This chapter was originally printed in the Weekly Shōnen Jump magazine in Japanese. Its first English release was in the Shonen Jump magazine. It has been reprinted in volume 6 of the tankōbon and volume 4 of the bunkoban.
Yugi's classmate Imori arrives at the Kame Game, asking about an ancient game, he's found. Sugoroku recognizes it as an ancient game called Dragon Cards and warns Imori not to open it as yin and yang would clash, creating a warped power.
At Kame Game, Sugoroku shows Yugi, Jonouchi and Anzu a dogs and jackals game. He says that it is an Ancient Egyptian game where players race their pieces around a board shaped like a frog. Jonouchi says that "Ancient Egypt" sounds familiar and is intrigued that they had board games back then. Sugoroku states that the history of games goes back 5000 years.

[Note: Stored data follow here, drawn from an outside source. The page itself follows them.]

//! Conformance support for generated API tests.
//!
//! Renders walked field trees as JSON Schema, produces deterministic sample
//! payloads, and checks payloads against an endpoint's fields.

use serde_json::{json, Map, Value};

use crate::endpoint::Endpoint;
use crate::error::{ConformanceError, PayloadError};
use crate::types::{Direction, CHOICE_KIND, LIST_PLACEHOLDER};
use crate::walker::FieldNode;

/// Render a field tree as a JSON Schema.
///
/// An unnamed array-of-schema root becomes an array schema.
pub fn to_json_schema(fields: &[FieldNode]) -> Value {
    match list_root(fields) {
        Some(children) => json!({ "type": "array", "items": object_schema(children) }),
        None => object_schema(fields),
    }
}

/// Which top-level fields a sample payload carries.
#[derive(Debug, Clone, Copy, PartialEq, Eq, Default)]
pub enum SampleMode {
    /// Every field.
    #[default]
    All,
    /// Required fields only.
    OnlyRequired,
    /// Required fields minus the last one; a conforming server rejects it.
    WithoutRequired,
}

/// Deterministic sample payload for a field tree, with every field.
pub fn sample_payload(fields: &[FieldNode]) -> Value {
    sample_payload_with(fields, SampleMode::All)
}

/// Deterministic sample payload for a field tree.
///
/// `mode` selects the top-level fields; nested objects are always complete.
pub fn sample_payload_with(fields: &[FieldNode], mode: SampleMode) -> Value {
    match list_root(fields) {
        Some(children) => Value::Array(vec![sample_top_level(children, mode)]),
        None => sample_top_level(fields, mode),
    }
}

fn sample_top_level(fields: &[FieldNode], mode: SampleMode) -> Value {
    let mut selected: Vec<&FieldNode> = fields
        .iter()
        .filter(|field| mode == SampleMode::All || field.required)
        .collect();
    if mode == SampleMode::WithoutRequired {
        selected.pop();
    }
    let object: Map<String, Value> = selected
        .into_iter()
        .map(|field| (field.name.clone(), sample_node(field)))
        .collect();
    Value::Object(object)
}

/// Input fields used to build a request for `verb`.
///
/// PATCH without its own input fields borrows PUT's.
pub fn request_fields<'a>(endpoint: &'a Endpoint, verb: &str) -> &'a [FieldNode] {
    let verb = verb.to_uppercase();
    let fields = endpoint.fields_for(Direction::In, &verb).unwrap_or_default();
    if fields.is_empty() && verb == "PATCH" {
        return endpoint
            .fields_for(Direction::In, "PUT")
            .unwrap_or_default();
    }
    fields
}

/// Check `payload` against a field tree.
///
/// # Errors
///
/// Returns `ConformanceError::Invalid` listing every mismatch, or
/// `ConformanceError::InvalidSchema` if the rendered schema is rejected.
pub fn check_payload(fields: &[FieldNode], payload: &Value) -> Result<(), ConformanceError> {
    let schema = to_json_schema(fields);
    let validator =
        jsonschema::validator_for(&schema).map_err(|e| ConformanceError::InvalidSchema {
            message: e.to_string(),
        })?;

    let errors: Vec<PayloadError> = validator
        .iter_errors(payload)
        .map(|e| PayloadError {
            path: e.instance_path.to_string(),
            message: e.to_string(),
        })
        .collect();

    if errors.is_empty() {
        Ok(())
    } else {
        Err(ConformanceError::Invalid { errors })
    }
}

fn list_root(fields: &[FieldNode]) -> Option<&[FieldNode]> {
    match fields {
        [root] if root.name == LIST_PLACEHOLDER => root.children.as_deref(),
        _ => None,
    }
}

fn object_schema(fields: &[FieldNode]) -> Value {
    let mut properties = Map::new();
    let mut required = Vec::new();
    for field in fields {
        properties.insert(field.name.clone(), node_schema(field));
        if field.required {
            required.push(Value::String(field.name.clone()));
        }
    }
    json!({
        "type": "object",
        "properties": properties,
        "required": required,
    })
}

fn node_schema(field: &FieldNode) -> Value {
    let item = match &field.children {
        Some(children) => object_schema(children),
        None => scalar_schema(field),
    };
    if field.is_many {
        json!({ "type": "array", "items": item })
    } else {
        item
    }
}

fn scalar_schema(field: &FieldNode) -> Value {
    if field.kind == CHOICE_KIND {
        let values: Vec<Value> = field
            .choices
            .iter()
            .flatten()
            .map(|(value, _)| value.clone())
            .collect();
        return json!({ "enum": values });
    }
    match json_type(&field.kind) {
        Some(ty) => json!({ "type": ty }),
        // unknown kinds accept anything
        None => json!({}),
    }
}

fn json_type(kind: &str) -> Option<&'static str> {
    match kind {
        "integer" => Some("integer"),
        "float" | "decimal" => Some("number"),
        "boolean" => Some("boolean"),
        "char" | "email" | "url" | "slug" | "uuid" | "date" | "datetime" | "time" => {
            Some("string")
        }
        _ => None,
    }
}

fn sample_object(fields: &[FieldNode]) -> Value {
    let object: Map<String, Value> = fields
        .iter()
        .map(|field| (field.name.clone(), sample_node(field)))
        .collect();
    Value::Object(object)
}

fn sample_node(field: &FieldNode) -> Value {
    let item = match &field.children {
        Some(children) => sample_object(children),
        None => sample_scalar(field),
    };
    if field.is_many {
        Value::Array(vec![item])
    } else {
        item
    }
}

fn sample_scalar(field: &FieldNode) -> Value {
    if field.kind == CHOICE_KIND {
        return field
            .choices
            .as_ref()
            .and_then(|choices| choices.first())
            .map(|(value, _)| value.clone())
            .unwrap_or(Value::Null);
    }
    match field.kind.as_str() {
        "integer" => json!(1),
        "float" | "decimal" => json!(1.0),
        "boolean" => json!(true),
        "email" => json!("test@example.com"),
        kind if json_type(kind) == Some("string") => json!("test"),
        _ => Value::Null,
    }
}

#[cfg(test)]
mod tests {
    use super::*;

    fn node(name: &str, kind: &str) -> FieldNode {
        FieldNode {
            name: name.into(),
            kind: kind.into(),
            required: false,
            label: String::new(),
            description: String::new(),
            is_many: false,
            choices: None,
            children: None,
        }
    }

    fn tree() -> Vec<FieldNode> {
        let mut id = node("id", "integer");
        id.required = true;
        let mut status = node("status", CHOICE_KIND);
        status.choices = Some(vec![
            (json!("open"), "Open".into()),
            (json!("closed"), "Closed".into()),
        ]);
        let mut tags = node("tags", "list");
        tags.is_many = true;
        tags.children = Some(vec![node("label", "char")]);
        vec![id, status, tags]
    }

    #[test]
    fn json_schema_of_tree() {
        let schema = to_json_schema(&tree());
        assert_eq!(schema["type"], "object");
        assert_eq!(schema["required"], json!(["id"]));
        assert_eq!(schema["properties"]["id"], json!({ "type": "integer" }));
        assert_eq!(
            schema["properties"]["status"],
            json!({ "enum": ["open", "closed"] })
        );
        assert_eq!(schema["properties"]["tags"]["type"], "array");
        assert_eq!(
            schema["properties"]["tags"]["items"]["properties"]["label"],
            json!({ "type": "string" })
        );
    }

    #[test]
    fn json_schema_of_list_root() {
        let mut root = node(LIST_PLACEHOLDER, "list");
        root.is_many = true;
        root.children = Some(vec![node("id", "integer")]);
        let schema = to_json_schema(&[root]);
        assert_eq!(schema["type"], "array");
        assert_eq!(schema["items"]["properties"]["id"]["type"], "integer");
    }

    #[test]
    fn sample_payload_uses_first_choice() {
        let sample = sample_payload(&tree());
        assert_eq!(
            sample,
            json!({ "id": 1, "status": "open", "tags": [{ "label": "test" }] })
        );
    }

    fn required_tree() -> Vec<FieldNode> {
        let mut fields = tree();
        fields[1].required = true;
        fields
    }

    #[test]
    fn sample_only_required_fields() {
        let fields = required_tree();
        let sample = sample_payload_with(&fields, SampleMode::OnlyRequired);
        assert_eq!(sample, json!({ "id": 1, "status": "open" }));
        check_payload(&fields, &sample).unwrap();
    }

    #[test]
    fn sample_without_required_fails_check() {
        let fields = required_tree();
        let sample = sample_payload_with(&fields, SampleMode::WithoutRequired);
        assert_eq!(sample, json!({ "id": 1 }));

        let Err(ConformanceError::Invalid { errors }) = check_payload(&fields, &sample) else {
            panic!("expected missing required field");
        };
        assert_eq!(errors.len(), 1);
        assert!(errors[0].message.contains("status"));
    }

    #[test]
    fn sample_modes_apply_to_list_items() {
        let mut root = node(LIST_PLACEHOLDER, "list");
        root.is_many = true;
        root.children = Some(required_tree());
        let sample = sample_payload_with(&[root], SampleMode::OnlyRequired);
        assert_eq!(sample, json!([{ "id": 1, "status": "open" }]));
    }

    #[test]
    fn sample_payload_conforms() {
        let fields = tree();
        check_payload(&fields, &sample_payload(&fields)).unwrap();
    }

    #[test]
    fn check_payload_reports_mismatches() {
        let result = check_payload(&tree(), &json!({ "status": "unknown" }));
        let Err(ConformanceError::Invalid { errors }) = result else {
            panic!("expected invalid payload");
        };
        assert_eq!(errors.len(), 2);
        assert!(errors.iter().any(|e| e.path == "/status"));
    }

    #[test]
    fn patch_borrows_put_fields() {
        let mut input = indexmap::IndexMap::new();
        input.insert("PUT".to_string(), tree());
        input.insert("PATCH".to_string(), Vec::new());
        let mut fields = crate::endpoint::EndpointFields::new();
        fields.insert(Direction::In, input);
        let endpoint = Endpoint {
            path: "/users/<pk>/".into(),
            permitted_verbs: vec!["PATCH".into(), "PUT".into()],
            docstring: String::new(),
            method_docstrings: indexmap::IndexMap::new(),
            permission_name: String::new(),
            fields,
        };

        assert_eq!(request_fields(&endpoint, "patch").len(), 3);
        assert!(request_fields(&endpoint, "POST").is_empty());
    }

    #[test]
    fn unknown_kind_accepts_anything() {
        let fields = vec![node("extra", "json")];
        check_payload(&fields, &json!({ "extra": { "nested": [1, 2] } })).unwrap();
        assert_eq!(sample_payload(&fields), json!({ "extra": null }));
    }
}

The store's bell rings and a customer enters carrying a box and pot bound together in some rope. The customer greets Yugi, who recognizes him as Imori from his class. Yugi thinks to himself, he hasn't spoken much to Imori before, but now that he's coming to the family shop, this may be a chance to make friends with him.
Having heard Yugi's family run a game store, Imori says that there is something he'd like them to take a look at. He puts the pot and box on the counter, saying that this is what he'd like them to look at. Yugi and Jonouchi are both puzzled by what it is, but Sugoroku is surprised as he recognizes it. Imori explains that his grandfather, who was a game collector picked it up in Manchuria during World War II and recently Imori found it lying around in their shed and thought Sugoroku might know what it is. Yugi doesn't think it looks like a game and Jonouchi comments that it's more like an urn.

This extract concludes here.